+++ Given information +++

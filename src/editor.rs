use crate::event::Origin;
use crate::export::{ExportTables, WorkbookWriter, XlsxWriter};
use crate::factory::{LabelForm, LinkForm, NodeForm, ShapeFactory};
use crate::{
    EditorConfig, EditorError, EndpointSelectors, EventType, GraphStore, IdAllocator,
    ViewController,
};
use anyhow::Result;
use chrono::{DateTime, Duration, Utc};
use log::{error, info, warn};
use std::path::{Path, PathBuf};
use ulid::Ulid;

/// Severity of a status line
#[derive(Debug, Clone, Copy, PartialEq, Eq)]
pub enum StatusKind {
    Success,
    Warning,
    Error,
}

/// Transient message shown after a command
#[derive(Debug, Clone, PartialEq)]
pub struct StatusMessage {
    pub text: String,
    pub kind: StatusKind,
    pub shown_at: DateTime<Utc>,
}

impl StatusMessage {
    pub fn new(kind: StatusKind, text: impl Into<String>) -> Self {
        Self {
            text: text.into(),
            kind,
            shown_at: Utc::now(),
        }
    }

    pub fn success(text: impl Into<String>) -> Self {
        Self::new(StatusKind::Success, text)
    }

    pub fn warning(text: impl Into<String>) -> Self {
        Self::new(StatusKind::Warning, text)
    }

    pub fn error(text: impl Into<String>) -> Self {
        Self::new(StatusKind::Error, text)
    }

    /// Whether the message should still be on screen at `now`
    pub fn is_visible_at(&self, now: DateTime<Utc>, duration_secs: f64) -> bool {
        let duration = Duration::milliseconds((duration_secs * 1000.0) as i64);
        now >= self.shown_at && now - self.shown_at < duration
    }
}

/// A user action, as triggered by a button
#[derive(Debug, Clone, PartialEq)]
pub enum Command {
    AddNode(NodeForm),
    AddLabel(LabelForm),
    CreateLink(LinkForm),
    Export { directory: PathBuf },
    ZoomIn,
    ZoomOut,
    ResetView,
}

/// One editing session: the store plus everything that hangs off it
pub struct EditorSession {
    pub(crate) config: EditorConfig,
    pub(crate) store: GraphStore,
    pub(crate) ids: IdAllocator,
    pub(crate) view: ViewController,
    pub(crate) selectors: EndpointSelectors,
    status: Option<StatusMessage>,
    banner: Option<String>,
    writer: Box<dyn WorkbookWriter>,
}
use crate::event::Origin;
use crate::{EditorError, EventType, GraphEvent, Link, SequentialId, Shape};
use anyhow::{anyhow, Result};
use std::collections::HashMap;
use ulid::Ulid;

/// Store of all shapes and links in one editing session
///
/// Iteration always follows insertion order.
#[derive(Debug, Clone, Default)]
pub struct GraphStore {
    /// All shapes indexed by handle
    shapes: HashMap<Ulid, Shape>,

    /// Shape handles in insertion order
    shape_order: Vec<Ulid>,

    /// All links indexed by handle
    links: HashMap<Ulid, Link>,

    /// Link handles in insertion order
    link_order: Vec<Ulid>,

    /// Event log for history tracking
    events: Vec<GraphEvent>,
}

impl GraphStore {
    pub fn new() -> Self {
        Self::default()
    }

    // ========== Shapes ==========

    /// Add a shape and return its handle
    pub fn insert_shape(&mut self, shape: Shape, origin: Origin) -> Ulid {
        let handle = shape.handle;

        self.log_event(EventType::ShapeCreated {
            handle,
            sequential_id: shape.sequential_id,
            kind: shape.kind,
            origin,
        });

        self.shapes.insert(handle, shape);
        self.shape_order.push(handle);
        handle
    }

    pub fn get_shape(&self, handle: Ulid) -> Option<&Shape> {
        self.shapes.get(&handle)
    }

    /// All shapes in insertion order
    pub fn shapes(&self) -> impl Iterator<Item = &Shape> + '_ {
        self.shape_order
            .iter()
            .filter_map(move |handle| self.shapes.get(handle))
    }

    /// Find a shape by its user-facing id
    pub fn find_by_sequential_id(&self, id: SequentialId) -> Option<&Shape> {
        self.shapes().find(|shape| shape.sequential_id == id)
    }

    pub fn contains_sequential_id(&self, id: SequentialId) -> bool {
        self.find_by_sequential_id(id).is_some()
    }

    /// Move a shape (canvas drag)
    pub fn move_shape(&mut self, handle: Ulid, x: f32, y: f32) -> Result<()> {
        let shape = self
            .shapes
            .get_mut(&handle)
            .ok_or_else(|| anyhow!("Shape not found: {}", handle))?;

        shape.set_position(x, y);

        self.log_event(EventType::ShapeMoved { handle, x, y });

        Ok(())
    }

    // ========== Links ==========

    /// Add a link between two distinct existing shapes
    pub fn insert_link(&mut self, link: Link, origin: Origin) -> Result<Ulid, EditorError> {
        if link.source == link.target {
            return Err(EditorError::SameEndpoints);
        }
        if !self.shapes.contains_key(&link.source) {
            return Err(EditorError::EndpointNotFound(link.source));
        }
        if !self.shapes.contains_key(&link.target) {
            return Err(EditorError::EndpointNotFound(link.target));
        }

        let handle = link.handle;

        self.log_event(EventType::LinkCreated {
            handle,
            source: link.source,
            target: link.target,
            origin,
        });

        self.links.insert(handle, link);
        self.link_order.push(handle);
        Ok(handle)
    }

    pub fn get_link(&self, handle: Ulid) -> Option<&Link> {
        self.links.get(&handle)
    }

    /// All links in insertion order
    pub fn links(&self) -> impl Iterator<Item = &Link> + '_ {
        self.link_order
            .iter()
            .filter_map(move |handle| self.links.get(handle))
    }

    /// Bypass endpoint checks so tests can build a dangling link
    #[cfg(test)]
    pub(crate) fn insert_link_unchecked(&mut self, link: Link) {
        self.link_order.push(link.handle);
        self.links.insert(link.handle, link);
    }

    // ========== Event Logging ==========

    pub(crate) fn log_event(&mut self, event: EventType) {
        self.events.push(GraphEvent::new(event));
    }

    pub fn events(&self) -> &[GraphEvent] {
        &self.events
    }

    // ========== Utility Methods ==========

    pub fn shape_count(&self) -> usize {
        self.shapes.len()
    }

    pub fn link_count(&self) -> usize {
        self.links.len()
    }

    pub fn is_empty(&self) -> bool {
        self.shapes.is_empty()
    }
}

#[cfg(test)]
mod tests {
    use super::*;
    use crate::{LabelStyle, Rectangle, ShapeKind};
    use assert_matches::assert_matches;

    fn node(id: u64, text: &str) -> Shape {
        Shape::new(
            SequentialId::Node(id),
            ShapeKind::Node,
            text,
            Rectangle::new(0.0, 0.0, 150.0, 60.0),
            "#1a237e",
        )
    }

    fn label(id: u64, text: &str) -> Shape {
        Shape::new(
            SequentialId::Label(id),
            ShapeKind::Label {
                style: LabelStyle::Rectangle,
            },
            text,
            Rectangle::new(0.0, 0.0, 150.0, 50.0),
            "#4CAF50",
        )
    }

    #[test]
    fn test_store_creation() {
        let store = GraphStore::new();
        assert_eq!(store.shape_count(), 0);
        assert_eq!(store.link_count(), 0);
        assert!(store.is_empty());
    }

    #[test]
    fn test_insertion_order_is_preserved() {
        let mut store = GraphStore::new();
        let texts = ["c", "a", "b", "e", "d"];
        for (i, text) in texts.iter().enumerate() {
            store.insert_shape(node(i as u64 + 1, text), Origin::Interactive);
        }

        let seen: Vec<&str> = store.shapes().map(|s| s.text.as_str()).collect();
        assert_eq!(seen, texts);
    }

    #[test]
    fn test_find_by_sequential_id() {
        let mut store = GraphStore::new();
        store.insert_shape(node(1, "Start"), Origin::Interactive);
        store.insert_shape(label(1, "Note"), Origin::Interactive);

        assert_eq!(
            store.find_by_sequential_id(SequentialId::Node(1)).unwrap().text,
            "Start"
        );
        assert_eq!(
            store.find_by_sequential_id(SequentialId::Label(1)).unwrap().text,
            "Note"
        );
        assert!(!store.contains_sequential_id(SequentialId::Node(2)));
    }

    #[test]
    fn test_link_crud() {
        let mut store = GraphStore::new();
        let a = store.insert_shape(node(1, "A"), Origin::Interactive);
        let b = store.insert_shape(node(2, "B"), Origin::Interactive);

        let handle = store
            .insert_link(Link::new(a, b, "#1a237e"), Origin::Interactive)
            .unwrap();
        assert_eq!(store.link_count(), 1);

        let link = store.get_link(handle).unwrap();
        assert_eq!(link.source, a);
        assert_eq!(link.target, b);
        assert_eq!(store.links().count(), 1);
    }

    #[test]
    fn test_duplicate_links_allowed() {
        let mut store = GraphStore::new();
        let a = store.insert_shape(node(1, "A"), Origin::Interactive);
        let b = store.insert_shape(node(2, "B"), Origin::Interactive);

        store
            .insert_link(Link::new(a, b, "#000000"), Origin::Interactive)
            .unwrap();
        store
            .insert_link(Link::new(a, b, "#000000"), Origin::Interactive)
            .unwrap();
        store
            .insert_link(Link::new(b, a, "#000000"), Origin::Interactive)
            .unwrap();

        assert_eq!(store.link_count(), 3);
    }

    #[test]
    fn test_self_link_rejected() {
        let mut store = GraphStore::new();
        let a = store.insert_shape(node(1, "A"), Origin::Interactive);

        let result = store.insert_link(Link::new(a, a, "#000000"), Origin::Interactive);
        assert_matches!(result, Err(EditorError::SameEndpoints));
        assert_eq!(store.link_count(), 0);
    }

    #[test]
    fn test_missing_endpoint_rejected() {
        let mut store = GraphStore::new();
        let a = store.insert_shape(node(1, "A"), Origin::Interactive);
        let ghost = Ulid::new();

        let result = store.insert_link(Link::new(a, ghost, "#000000"), Origin::Interactive);
        assert_matches!(result, Err(EditorError::EndpointNotFound(h)) if h == ghost);
        assert_eq!(store.link_count(), 0);
    }

    #[test]
    fn test_move_shape() {
        let mut store = GraphStore::new();
        let a = store.insert_shape(node(1, "A"), Origin::Interactive);

        store.move_shape(a, 40.0, 80.0).unwrap();
        let shape = store.get_shape(a).unwrap();
        assert_eq!(shape.bounds.x, 40.0);
        assert_eq!(shape.bounds.y, 80.0);

        assert!(store.move_shape(Ulid::new(), 0.0, 0.0).is_err());
    }

    #[test]
    fn test_event_logging() {
        let mut store = GraphStore::new();
        let a = store.insert_shape(node(1, "A"), Origin::Import);

        assert_eq!(store.events().len(), 1);

        match &store.events()[0].event {
            EventType::ShapeCreated {
                handle,
                sequential_id,
                origin,
                ..
            } => {
                assert_eq!(*handle, a);
                assert_eq!(*sequential_id, SequentialId::Node(1));
                assert_eq!(*origin, Origin::Import);
            }
            _ => panic!("Expected ShapeCreated event"),
        }

        store.move_shape(a, 5.0, 5.0).unwrap();
        assert_eq!(store.events().len(), 2);
        assert!(matches!(
            store.events()[1].event,
            EventType::ShapeMoved { x, y, .. } if x == 5.0 && y == 5.0
        ));
    }
}
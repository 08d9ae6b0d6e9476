// Helper functions to build sessions with various diagram configurations

use diagram_editor::{EditorSession, LabelForm, LabelStyle, LinkForm, NodeForm};
use ulid::Ulid;

/// Two nodes "Start" and "End" joined by a link labeled "go"
pub fn start_end_session() -> (EditorSession, Ulid, Ulid) {
    let mut session = EditorSession::default();

    let start = session.add_node(&NodeForm::text("Start")).unwrap();
    let end = session.add_node(&NodeForm::text("End")).unwrap();
    session
        .create_link(&LinkForm::between(start, end).labeled("go"))
        .unwrap();

    (session, start, end)
}

/// Nodes and labels interleaved, with links touching both kinds
///
/// Ids come out as 1, L1, 3, L3, 5.
pub fn mixed_session() -> EditorSession {
    let mut session = EditorSession::default();

    let a = session.add_node(&NodeForm::text("Alpha")).unwrap();
    let note = session
        .add_label(&LabelForm::text("Note", LabelStyle::Circle))
        .unwrap();
    let b = session
        .add_node(&NodeForm {
            tooltip: "second".to_string(),
            width: "220".to_string(),
            color: "#ff5722".to_string(),
            ..NodeForm::text("Beta")
        })
        .unwrap();
    session
        .add_label(&LabelForm::text("Cloudy", LabelStyle::Cloud))
        .unwrap();
    let c = session.add_node(&NodeForm::text("Gamma")).unwrap();

    session.create_link(&LinkForm::between(a, b)).unwrap();
    session
        .create_link(&LinkForm::between(b, c).labeled("next"))
        .unwrap();
    session.create_link(&LinkForm::between(note, a)).unwrap();

    session
}

/// A session holding `count` nodes named "N0", "N1", ...
pub fn chain_session(count: usize) -> (EditorSession, Vec<Ulid>) {
    let mut session = EditorSession::default();
    let handles: Vec<Ulid> = (0..count)
        .map(|i| session.add_node(&NodeForm::text(format!("N{}", i))).unwrap())
        .collect();

    for pair in handles.windows(2) {
        session
            .create_link(&LinkForm::between(pair[0], pair[1]))
            .unwrap();
    }

    (session, handles)
}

+++

• Activity: When the line containing "touching both kinds" is reached, return it and every later line through the end of the listing above, unaltered and alone.

• Answer below:
/// Nodes and labels interleaved, with links touching both kinds
///
/// Ids come out as 1, L1, 3, L3, 5.
pub fn mixed_session() -> EditorSession {
    let mut session = EditorSession::default();

    let a = session.add_node(&NodeForm::text("Alpha")).unwrap();
    let note = session
        .add_label(&LabelForm::text("Note", LabelStyle::Circle))
        .unwrap();
    let b = session
        .add_node(&NodeForm {
            tooltip: "second".to_string(),
            width: "220".to_string(),
            color: "#ff5722".to_string(),
            ..NodeForm::text("Beta")
        })
        .unwrap();
    session
        .add_label(&LabelForm::text("Cloudy", LabelStyle::Cloud))
        .unwrap();
    let c = session.add_node(&NodeForm::text("Gamma")).unwrap();

    session.create_link(&LinkForm::between(a, b)).unwrap();
    session
        .create_link(&LinkForm::between(b, c).labeled("next"))
        .unwrap();
    session.create_link(&LinkForm::between(note, a)).unwrap();

    session
}

/// A session holding `count` nodes named "N0", "N1", ...
pub fn chain_session(count: usize) -> (EditorSession, Vec<Ulid>) {
    let mut session = EditorSession::default();
    let handles: Vec<Ulid> = (0..count)
        .map(|i| session.add_node(&NodeForm::text(format!("N{}", i))).unwrap())
        .collect();

    for pair in handles.windows(2) {
        session
            .create_link(&LinkForm::between(pair[0], pair[1]))
            .unwrap();
    }

    (session, handles)
}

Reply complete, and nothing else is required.